Missile Test: A Hit or Miss for Bush Plan

Share
TIMES STAFF WRITERS

As dusk approaches today, Air Force technicians at Vandenberg Air Force Base will launch a missile toward a collision in outer space that could have far-reaching effects back on Earth.

If the target missile is struck and obliterated by a high-tech “kill vehicle” launched from a South Pacific atoll, the Bush administration will have a powerful new argument for its proposal to accelerate the controversial missile defense program. But if the modified Minuteman streaks untouched through the heavens, the program will come under renewed criticism--and its proposed funding could be cut.

Though the Pentagon insists that it will push ahead with its development work no matter what the outcome, “this test could definitely have a big political effect,” said Tom Collina of the Union of Concerned Scientists, an arms control advocacy group.

Advertisement

That’s because the test has come at an unusually sensitive moment.

The White House and the program’s advocates are gearing up to fight in Congress for a $3-billion increase in the missile defense budget. They want to step up the pace of one or two $100-million tests each year to as many as eight.

Critics want to scale back that 57% budget hike and, in particular, block or delay construction of a missile defense test site that could force the United States to withdraw from a decades-old arms control treaty with the Russians.

To add to the drama, a failure tonight would be the third in four flight tests. When the interceptor missed on July 7, 2000, the Clinton administration decided against moving forward toward deployment of the ground-based system it had worked on for eight years.

Since then, the missile defense team has put off new tests and put in painstaking work in hopes of avoiding another calamity. “If it failed, I think it would be quite embarrassing,” said Philip E. Coyle, who was the Pentagon’s top weapon tester in the Clinton administration.

All that said, supporters and critics alike are predicting success.

Air Force Lt. Gen. Ronald Kadish, who heads the Ballistic Missile Defense Organization, told reporters Friday that he was “quietly confident” that the test would succeed. He put the odds of all systems working at about 50-50 but said the odds of an interception were slightly better than that.

The test was “very complex,” he noted, though still far less challenging than attempting to knock down a real warhead hurtling toward the United States.

Advertisement

The test, scheduled to take place between 7 and 11 p.m. PDT, will still involve some prototype components, including the rocket booster on the interceptor missile and the X-Band radar.

Yet it will be more challenging than past tests. And for the first time, it will involve all the basic elements of the national missile defense system, including space-based missile warning sensors and ground-based early warning radar.

The test will begin when Air Force technicians turn a key at Vandenberg, near Lompoc, Calif. That key will launch the target, a modified Minuteman II intercontinental ballistic missile, which will carry a dummy warhead and a balloon decoy.

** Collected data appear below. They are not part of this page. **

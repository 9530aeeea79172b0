use rayon::prelude::*;
use crate::config::{ConvertOptions, OutputFormat};
use crate::error::ConvertError;
use crate::export::{write_additional, write_json};
use crate::import::{parse_ocit, read_intersections, resolve_intersection, IndexTable, IntersectionRecord};
use crate::models::TlLogic;
use crate::synthesis::synthesize;

fn build_logic(
    record: IntersectionRecord,
    options: &ConvertOptions,
    table: Option<&IndexTable>,
) -> Result<TlLogic, ConvertError> {
    let intersection = resolve_intersection(record, table)?;
    let phases = synthesize(&intersection, options)?;
    Ok(TlLogic {
        id: options.tls_id_for(intersection.node.as_deref()),
        program_id: intersection.program_id.clone(),
        connection_count: intersection.connection_count(),
        phases,
        index_groups: intersection.groups_by_index(),
    })
}

/// Read an OCIT document and synthesize one traffic light program per
/// (signal program, intersection)
///
/// Intersections are resolved and synthesized in parallel; results, and the
/// first error, keep document order.
///
/// # Errors
/// The first `ConvertError` raised by any stage
pub fn build_logics(
    xml: &str,
    options: &ConvertOptions,
    table: Option<&IndexTable>,
) -> Result<Vec<TlLogic>, ConvertError> {
    let document = parse_ocit(xml)?;
    let records = read_intersections(&document, &options.ignored_nodes)?;
    if records.is_empty() {
        log::warn!("No signal program schedules any signal group, output stays empty");
    }
    let group_count: usize = records.iter().map(|r| r.groups.len()).sum();

    let results: Vec<Result<TlLogic, ConvertError>> = records
        .into_par_iter()
        .map(|record| build_logic(record, options, table))
        .collect();
    let logics = results.into_iter().collect::<Result<Vec<_>, _>>()?;

    log::info!(
        "Converted {group_count} signal groups into {} traffic light programs",
        logics.len()
    );
    Ok(logics)
}

/// Convert an OCIT document into the configured output format
///
/// Nothing is returned unless every intersection converts cleanly.
///
/// # Errors
/// The first `ConvertError` raised by any stage
pub fn convert(
    xml: &str,
    options: &ConvertOptions,
    table: Option<&IndexTable>,
) -> Result<String, ConvertError> {
    let logics = build_logics(xml, options, table)?;
    match options.format {
        OutputFormat::Sumo => write_additional(&logics),
        OutputFormat::Json => write_json(&logics),
    }
}

#[cfg(test)]
mod tests {
    use super::*;
    use chrono::Duration;
    use std::collections::BTreeSet;
    use std::fs;
    use crate::models::MergedPhase;

    fn fixture(name: &str) -> String {
        fs::read_to_string(format!("test-data/{name}")).expect("Failed to read test fixture")
    }

    fn states(logic: &TlLogic) -> Vec<(i64, &str)> {
        logic
            .phases
            .iter()
            .map(|p| (p.duration.num_milliseconds(), p.state.as_str()))
            .collect()
    }

    fn assert_well_formed(logic: &TlLogic, cycle: Duration) {
        let total = logic.phases.iter().fold(Duration::zero(), |acc, p| acc + p.duration);
        assert_eq!(total, cycle, "{} keeps the cycle length", logic.id);
        for pair in logic.phases.windows(2) {
            assert_ne!(pair[0].state, pair[1].state, "{} has adjacent equal phases", logic.id);
        }
        for phase in &logic.phases {
            assert_eq!(phase.state.len(), logic.connection_count);
            assert!(phase.duration > Duration::zero());
        }
    }

    #[test]
    fn test_minimal_document() {
        let xml = convert(&fixture("minimal.xml"), &ConvertOptions::default(), None)
            .expect("Failed to convert minimal document");

        assert!(xml.contains(r#"<tlLogic id="TLS_ID" type="static" programID="P1" offset="0">"#));
        assert!(xml.contains(r#"<phase duration="30" state="rG"/>"#));
        assert!(xml.contains(r#"<phase duration="30" state="Gr"/>"#));
        assert_eq!(xml.matches("<phase ").count(), 2);
        assert!(xml.find(r#"state="rG""#) < xml.find(r#"state="Gr""#));
    }

    #[test]
    fn test_two_nodes_two_programs() {
        let logics = build_logics(&fixture("two_nodes.xml"), &ConvertOptions::default(), None)
            .expect("Failed to convert two node document");

        let ids: Vec<(&str, &str)> = logics
            .iter()
            .map(|l| (l.id.as_str(), l.program_id.as_str()))
            .collect();
        assert_eq!(
            ids,
            vec![("TLS_ID1", "P1"), ("TLS_ID2", "P1"), ("TLS_ID1", "P2"), ("TLS_ID2", "P2")]
        );

        assert_eq!(
            states(&logics[0]),
            vec![
                (25_000, "GGrr"),
                (3_000, "yyrr"),
                (2_000, "rrrr"),
                (1_000, "rrur"),
                (1_000, "rrGr"),
                (18_000, "rrGG"),
                (5_000, "rrGr"),
                (3_000, "rryr"),
                (1_000, "rrrr"),
                (1_000, "uurr"),
            ]
        );
        assert_eq!(
            states(&logics[1]),
            vec![(5_000, "ro"), (35_000, "Go"), (3_000, "yo"), (17_000, "ro")]
        );
        assert_eq!(
            states(&logics[3]),
            vec![(10_500, "rO"), (49_500, "GO"), (3_000, "yO"), (27_000, "rO")]
        );

        assert_well_formed(&logics[0], Duration::seconds(60));
        assert_well_formed(&logics[1], Duration::seconds(60));
        assert_well_formed(&logics[2], Duration::seconds(90));
        assert_well_formed(&logics[3], Duration::seconds(90));

        assert_eq!(logics[0].index_groups[&1], vec!["K1".to_string()]);
        assert_eq!(logics[0].index_groups[&3], vec!["F1".to_string()]);
    }

    #[test]
    fn test_fractional_durations_in_output() {
        let xml = convert(&fixture("two_nodes.xml"), &ConvertOptions::default(), None)
            .expect("Failed to convert two node document");
        assert!(xml.contains(r#"<phase duration="10.5" state="rO"/>"#));
        assert!(xml.contains(r#"<phase duration="49.5" state="GO"/>"#));
        assert_eq!(xml.matches("<tlLogic ").count(), 4);
    }

    #[test]
    fn test_output_is_deterministic() {
        let document = fixture("two_nodes.xml");
        let options = ConvertOptions::default();
        let first = convert(&document, &options, None).expect("first run");
        let second = convert(&document, &options, None).expect("second run");
        assert_eq!(first, second);
    }

    #[test]
    fn test_missing_annotation_names_group() {
        let document = fixture("minimal.xml").replace("<Bemerkung>1</Bemerkung>", "<Bemerkung></Bemerkung>");
        let result = convert(&document, &ConvertOptions::default(), None);
        match result {
            Err(ConvertError::MissingAnnotation { group, .. }) => assert_eq!(group, "B"),
            other => panic!("expected MissingAnnotation, got {other:?}"),
        }
    }

    #[test]
    fn test_conflicting_annotations() {
        let document = fixture("minimal.xml")
            .replace("<Bemerkung>0</Bemerkung>", "<Bemerkung>0;2</Bemerkung>")
            .replace("<Bemerkung>1</Bemerkung>", "<Bemerkung>1;2</Bemerkung>");
        let result = convert(&document, &ConvertOptions::default(), None);
        match result {
            Err(ConvertError::AnnotationConflict { index, first_group, second_group, .. }) => {
                assert_eq!(index, 2);
                assert_eq!(first_group, "A");
                assert_eq!(second_group, "B");
            }
            other => panic!("expected AnnotationConflict, got {other:?}"),
        }
    }

    #[test]
    fn test_index_gap() {
        let document = fixture("minimal.xml").replace("<Bemerkung>1</Bemerkung>", "<Bemerkung>2</Bemerkung>");
        let result = convert(&document, &ConvertOptions::default(), None);
        assert_eq!(
            result,
            Err(ConvertError::IncompleteCoverage {
                intersection: "default/P1".to_string(),
                missing: vec![1],
            })
        );
    }

    #[test]
    fn test_unknown_state_symbol() {
        let document = fixture("minimal.xml").replacen("<Signalbild>gruen</Signalbild>", "<Signalbild>blau</Signalbild>", 1);
        let result = convert(&document, &ConvertOptions::default(), None);
        match result {
            Err(ConvertError::UnknownStateSymbol { intersection, group, symbol }) => {
                assert_eq!(intersection, "default/P1");
                assert_eq!(group, "A");
                assert_eq!(symbol, "blau");
            }
            other => panic!("expected UnknownStateSymbol, got {other:?}"),
        }
    }

    #[test]
    fn test_first_error_in_document_order() {
        let document = fixture("two_nodes.xml")
            .replace("<Signalbild>gelbblk</Signalbild>", "<Signalbild>lila</Signalbild>")
            .replace("<DauerSignalbild>gelbblk</DauerSignalbild>", "<DauerSignalbild>lila</DauerSignalbild>")
            .replace("<Signalbild>dunkel</Signalbild>", "<Signalbild>grau</Signalbild>");
        for _ in 0..5 {
            let result = build_logics(&document, &ConvertOptions::default(), None);
            assert_eq!(
                result,
                Err(ConvertError::UnknownStateSymbol {
                    intersection: "2/P1".to_string(),
                    group: "K4".to_string(),
                    symbol: "lila".to_string(),
                })
            );
        }
    }

    #[test]
    fn test_earlier_synthesis_error_wins_over_later_annotation_error() {
        let document = fixture("two_nodes.xml")
            .replace("<Signalbild>rotgelb</Signalbild>", "<Signalbild>lila</Signalbild>")
            .replace("<Bemerkung>0</Bemerkung>", "<Bemerkung>x</Bemerkung>");
        let result = build_logics(&document, &ConvertOptions::default(), None);
        assert_eq!(
            result,
            Err(ConvertError::UnknownStateSymbol {
                intersection: "1/P1".to_string(),
                group: "K2".to_string(),
                symbol: "lila".to_string(),
            })
        );
    }

    #[test]
    fn test_transition_times_add_yellow_and_red_yellow() {
        let document = fixture("minimal.xml").replace(
            "<BezeichnungKurz>A</BezeichnungKurz>",
            "<BezeichnungKurz>A</BezeichnungKurz>
        <AnwurfUebergang><Uebergangselement><Zeitdauer>1</Zeitdauer></Uebergangselement></AnwurfUebergang>
        <AbwurfUebergang><Uebergangselement><Zeitdauer>3</Zeitdauer></Uebergangselement></AbwurfUebergang>",
        );
        let logics = build_logics(&document, &ConvertOptions::default(), None).expect("Failed to convert");
        assert_eq!(
            states(&logics[0]),
            vec![(3_000, "yG"), (26_000, "rG"), (1_000, "uG"), (30_000, "Gr")]
        );
        assert_well_formed(&logics[0], Duration::seconds(60));
    }

    #[test]
    fn test_index_table_overrides_annotations() {
        let table = IndexTable::from_reader(fs::File::open("test-data/swapped_indices.csv").expect("Failed to open index table"))
            .expect("Failed to read index table");
        let logics = build_logics(&fixture("minimal.xml"), &ConvertOptions::default(), Some(&table))
            .expect("Failed to convert with index table");
        assert_eq!(
            logics[0].phases,
            vec![
                MergedPhase::new(Duration::seconds(30), "Gr"),
                MergedPhase::new(Duration::seconds(30), "rG"),
            ]
        );
    }

    #[test]
    fn test_minor_indices() {
        let options = ConvertOptions {
            minor_indices: BTreeSet::from([1]),
            ..ConvertOptions::default()
        };
        let xml = convert(&fixture("minimal.xml"), &options, None).expect("Failed to convert");
        assert!(xml.contains(r#"state="rg""#));
        assert!(xml.contains(r#"state="Gr""#));
    }

    #[test]
    fn test_ignored_nodes() {
        let options = ConvertOptions {
            ignored_nodes: vec!["2".to_string()],
            ..ConvertOptions::default()
        };
        let logics = build_logics(&fixture("two_nodes.xml"), &options, None).expect("Failed to convert");
        assert_eq!(logics.len(), 2);
        assert!(logics.iter().all(|l| l.id == "TLS_ID1"));
    }

    #[test]
    fn test_json_format() {
        let options = ConvertOptions {
            format: OutputFormat::Json,
            ..ConvertOptions::default()
        };
        let json = convert(&fixture("minimal.xml"), &options, None).expect("Failed to convert");
        let value: serde_json::Value = serde_json::from_str(&json).expect("valid JSON");
        assert_eq!(value[0]["program_id"], "P1");
        assert_eq!(value[0]["phases"][0]["state"], "rG");
    }

    #[test]
    fn test_malformed_xml() {
        let result = convert("<OCIT-C><Versorgung>", &ConvertOptions::default(), None);
        assert!(matches!(result, Err(ConvertError::MalformedInput(_))));
    }
}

About 20 minutes later, as the target sails westward over the Pacific Ocean, a prototype interceptor missile with a so-called kill vehicle will be launched from Kwajalein Atoll in the Marshall Islands, 4,800 miles away.

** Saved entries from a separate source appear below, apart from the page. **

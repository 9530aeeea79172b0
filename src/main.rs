#![warn(clippy::complexity)]
#![warn(clippy::perf)]
#![warn(clippy::style)]
#![warn(clippy::suspicious)]
use anyhow::{Context, Result};
use chrono::Duration;
use clap::{Parser, ValueEnum};
use std::collections::BTreeSet;
use std::fs;
use std::path::PathBuf;
use ocit2sumo::constants::{DEFAULT_OUTPUT_FILE, DEFAULT_TLS_ID};
use ocit2sumo::import::IndexTable;
use ocit2sumo::{convert, logging, ConvertOptions, OutputFormat};

#[derive(Debug, Clone, Copy, ValueEnum)]
enum Format {
    Sumo,
    Json,
}

impl From<Format> for OutputFormat {
    fn from(format: Format) -> Self {
        match format {
            Format::Sumo => OutputFormat::Sumo,
            Format::Json => OutputFormat::Json,
        }
    }
}

/// Convert OCIT-C signal programs into SUMO traffic light logic
#[derive(Debug, Parser)]
#[command(name = "ocit2sumo", version)]
struct Args {
    /// OCIT-C XML document
    ocit_file: PathBuf,
    /// Where to write the result
    #[arg(short, long = "output-file", default_value = DEFAULT_OUTPUT_FILE)]
    output: PathBuf,
    /// Traffic light id in the SUMO network
    #[arg(long, default_value = DEFAULT_TLS_ID)]
    tls_id: String,
    /// CSV (`group,indices`) overriding the connection indices of the Bemerkung fields
    #[arg(long)]
    index_table: Option<PathBuf>,
    /// Connection indices that get minor green (`g`)
    #[arg(long, value_delimiter = ',')]
    minor_index: Vec<usize>,
    /// Parent nodes (AbschaltTeilknoten) to skip
    #[arg(long, value_delimiter = ',')]
    ignore_nodes: Vec<String>,
    /// Cut points closer than this many milliseconds are merged
    #[arg(long, default_value_t = 100)]
    cut_tolerance_ms: u32,
    #[arg(long, value_enum, default_value = "sumo")]
    format: Format,
    /// Log every intersection
    #[arg(short, long)]
    verbose: bool,
}

impl Args {
    fn options(&self) -> ConvertOptions {
        ConvertOptions {
            tls_id: self.tls_id.clone(),
            cut_tolerance: Duration::milliseconds(i64::from(self.cut_tolerance_ms)),
            minor_indices: self.minor_index.iter().copied().collect::<BTreeSet<_>>(),
            ignored_nodes: self.ignore_nodes.clone(),
            format: self.format.into(),
        }
    }
}

fn main() -> Result<()> {
    let args = Args::parse();
    logging::init(args.verbose);

    let document = fs::read_to_string(&args.ocit_file)
        .with_context(|| format!("Failed to read {}", args.ocit_file.display()))?;

    let table = args
        .index_table
        .as_ref()
        .map(|path| {
            let file = fs::File::open(path)
                .with_context(|| format!("Failed to open {}", path.display()))?;
            IndexTable::from_reader(file)
                .with_context(|| format!("Failed to read index table {}", path.display()))
        })
        .transpose()?;

    let output = convert(&document, &args.options(), table.as_ref())
        .with_context(|| format!("Failed to convert {}", args.ocit_file.display()))?;

    fs::write(&args.output, output)
        .with_context(|| format!("Failed to write {}", args.output.display()))?;
    log::info!("Wrote {}", args.output.display());
    Ok(())
}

If all goes according to plan, the 120-pound kill vehicle will detach from the booster rocket beneath it and speed toward the target. Using radar data and its own infrared sensor, the kill vehicle will try to find the dummy warhead in space and distinguish it from the balloon decoy and the booster.

The intercept would occur about 140 miles above the central Pacific Ocean, at a speed of more than 15,000 mph. The collision at that velocity will reduce both pieces to tiny fragments of space dust.

Advertisement

The first test two years ago, involving a predetermined target area, led to a successful interception, though critics contended the test had been oversimplified. In the second test in January 2000, the kill vehicle missed its target after a clogged cooling pipe disabled its infrared sensors, which are used to distinguish the warhead. And in the third test last summer, the kill vehicle failed to separate from the booster.

A recent report by the Pentagon’s test and evaluation department said the kill vehicles’ ability to distinguish between a decoy and a nuclear warhead will be the biggest challenge for the program.

“All aspects of the performance requirements appear to be within the state of the art of technology,” the report said. “Discrimination . . . , on the other hand, will be the biggest challenge to achieving a hit-to-kill intercept.”

John Pike, director of GlobalSecurity.Org, a nonprofit, nonpartisan military and space policy think tank based in Alexandria, Va., said the outcome of the test is not likely to derail the program but could help shift public sentiment, which has leaned toward Bush’s plan for a more robust national missile defense system.

“It’s hard to see how this is going to play out in the new political environment,” Pike said. “Obviously, the perception that it is not ready for prime time would make it more difficult to knock down the ABM Treaty and more difficult to move on funding.”

The test draws particular attention in California, since much of the technology involved has been developed or spearheaded in the state. Boeing Co.’s space and communications group, headquartered in Seal Beach, is the lead system integrator for the program, while Raytheon Corp.’s electronic systems division in El Segundo developed the kill vehicle, including the crucial infrared sensors. Lockheed Martin Co.’s space and missile operations, in Sunnyvale, are providing the modified version of the Minuteman II intercontinental ballistic missile.